Two ideas. 1. By using a rocket stove one can burn scrap wood or sawdust to heat, cook and generate steam for many uses. It has won the creator many awards for the simple concept that doesn’t smoke. You can also use one of these in lieu of a barbie. 2. The methane tank produces a gas to cook or generate electricity. It can a small one for just a family or scaled up for larger uses.

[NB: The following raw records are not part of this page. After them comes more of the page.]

//! Reshape repository responses into [`VitalsRecord`]s.
//!
//! Fields are located by name through the [`FieldTable`], never by position, so reordered
//! `content[]` or `items[]` arrays produce the same record. Missing clinical data is normal: the
//! field is left `None` and a debug event is emitted. A structurally broken row still yields a
//! record holding whatever could be read; it never aborts the batch.

use crate::fields::{FieldTable, ValueShape, VitalSign};
use crate::query::QueryShape;
use crate::record::{Measurements, VitalsRecord};
use clinic_types::CompositionUid;
use openehr::{CompositionView, DataValue, FlatComposition, ResultSet};
use serde_json::Value;
use tracing::{debug, warn};

/// Normalise every row of `result`, preserving the repository's order.
pub fn normalise_result_set(
    result: &ResultSet,
    shape: QueryShape,
    table: &FieldTable,
) -> Vec<VitalsRecord> {
    result
        .rows
        .iter()
        .enumerate()
        .map(|(index, row)| match shape {
            QueryShape::Composition => match composition_in_row(row) {
                Some(composition) => record_from_composition(composition, table),
                None => {
                    warn!(row = index, "AQL row holds no composition object");
                    VitalsRecord::default()
                }
            },
            QueryShape::Projection => record_from_projection(row, result, table),
        })
        .collect()
}

/// A composition row is either `[ {composition} ]` or the composition object itself.
fn composition_in_row(row: &Value) -> Option<&Value> {
    match row {
        Value::Array(cells) => cells.iter().find(|cell| cell.is_object()),
        Value::Object(_) => Some(row),
        _ => None,
    }
}

/// Build a record from one canonical composition.
pub fn record_from_composition(composition: &Value, table: &FieldTable) -> VitalsRecord {
    let view = CompositionView::new(composition);
    if !view.is_well_formed() {
        warn!(
            uid = view.uid().unwrap_or("<none>"),
            "composition is missing content or context; keeping what is readable"
        );
    }

    let mut record = VitalsRecord {
        uid: view.uid().and_then(parse_uid),
        start_time: view.start_time().map(str::to_string),
        category: view.category().map(|c| c.value),
        setting: view.setting().map(|c| c.value),
        language: view.language().map(str::to_string),
        territory: view.territory().map(str::to_string),
        composer_name: view.composer_name().map(str::to_string),
        template_id: view.template_id().map(str::to_string),
        ..Default::default()
    };

    let values = table.extract(|field| {
        view.entry(&field.archetype_name)?
            .element(&field.element_name)
    });
    record.apply_measurements(&values);
    note_missing(&record, table, &values);
    record
}

/// Build a record from one projection row, reading cells by column name.
pub fn record_from_projection(row: &Value, result: &ResultSet, table: &FieldTable) -> VitalsRecord {
    let Some(cells) = row.as_array() else {
        warn!("AQL projection row is not an array");
        return VitalsRecord::default();
    };
    let cell = |name: &str| projection_cell(cells, result, name);
    let text = |name: &str| cell(name).and_then(Value::as_str).map(str::to_string);

    let mut record = VitalsRecord {
        uid: cell("uid").and_then(Value::as_str).and_then(parse_uid),
        start_time: text("start_time"),
        category: text("category"),
        setting: text("setting"),
        language: text("language"),
        territory: text("territory"),
        composer_name: text("composer_name"),
        template_id: text("template_id"),
        ..Default::default()
    };

    let values = table.extract(|field| DataValue::from_json(cell(field.sign.column_name())?));
    record.apply_measurements(&values);
    note_missing(&record, table, &values);
    record
}

/// Build a record from a flat composition document.
pub fn record_from_flat(flat: &FlatComposition, table: &FieldTable) -> VitalsRecord {
    let key = |path: &str| table.root_key(path);
    let text = |keys: &[&str]| flat.first_text(keys).map(str::to_string);

    let mut record = VitalsRecord {
        uid: flat.uid().and_then(parse_uid),
        start_time: text(&[key("context/start_time").as_str()]),
        category: text(&[key("category|value").as_str()]),
        setting: text(&[key("context/setting|value").as_str()]),
        language: text(&[key("language|code").as_str(), "ctx/language"]),
        territory: text(&[key("territory|code").as_str(), "ctx/territory"]),
        composer_name: text(&[key("composer|name").as_str(), "ctx/composer_name"]),
        ..Default::default()
    };

    let values = table.extract(|field| {
        let path = table.flat_key(field);
        match field.shape {
            ValueShape::Quantity => flat.quantity(&path).map(DataValue::Quantity),
            ValueShape::Proportion => flat.proportion(&path).map(DataValue::Proportion),
        }
    });
    record.apply_measurements(&values);
    note_missing(&record, table, &values);
    record
}

fn projection_cell<'a>(cells: &'a [Value], result: &ResultSet, name: &str) -> Option<&'a Value> {
    let value = cells.get(result.column_index(name)?)?;
    (!value.is_null()).then_some(value)
}

fn parse_uid(raw: &str) -> Option<CompositionUid> {
    match CompositionUid::new(raw) {
        Ok(uid) => Some(uid),
        Err(e) => {
            warn!(uid = raw, error = %e, "ignoring unusable composition uid");
            None
        }
    }
}

fn note_missing(record: &VitalsRecord, table: &FieldTable, values: &Measurements) {
    let missing: Vec<VitalSign> = table
        .fields()
        .iter()
        .map(|f| f.sign)
        .filter(|sign| !values.contains_key(sign))
        .collect();
    if !missing.is_empty() {
        debug!(
            uid = record.uid.as_ref().map(CompositionUid::as_str).unwrap_or("<none>"),
            ?missing,
            "partial extraction"
        );
    }
}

I am an unschooling mom of four children (all cloth diapered & early potty trained.) We have always been both frugal & environmental. We do worm composting & recycling. We shop at farmer’s market and at our local grocery co-op. We eat–mostly–whole foods. We lived in a cooperative house for four years. But I recently read No Impact Man and felt I could do more. I want to show the world that just because there are more of us (family of 5) doesn’t mean we have to use more resources. I want to show that I can instill these values in my kids to help make the world a better place.
Here two things came together. Our love of art & my concern about garbage. I am currently saving our “clean” garbage that is not recyclable or compostable, I plan to make some paper mache (using local flour) and beginning a garbage sculpture. This is still in the early stages, but you can check out my progress (remember I have four kids, things progress slowly here) at my blog called Quixotic Mama (www.yogapantsmama.com)
Most of what dog and cat food consists of, especially the dry stuff, is a hybrid corn. Corn is bad for the dog and cat. The corn industry uses a great deal of toxic and non-renewable resources from fuel to fertilizer, and from a plastic coated bag to a metal can for that corn to make its way to the shelf and food factories. My wife and I have been making our own dog food (which does not contain corn) for a few months now and it actually costs us less than buying regular dog food. The dogs like it seem to be healthier, we don’t have the extra trash from the dog food bags/cans and we can buy ALL of the ingredients (except the oats or rice) locally. its extra work, but very possible.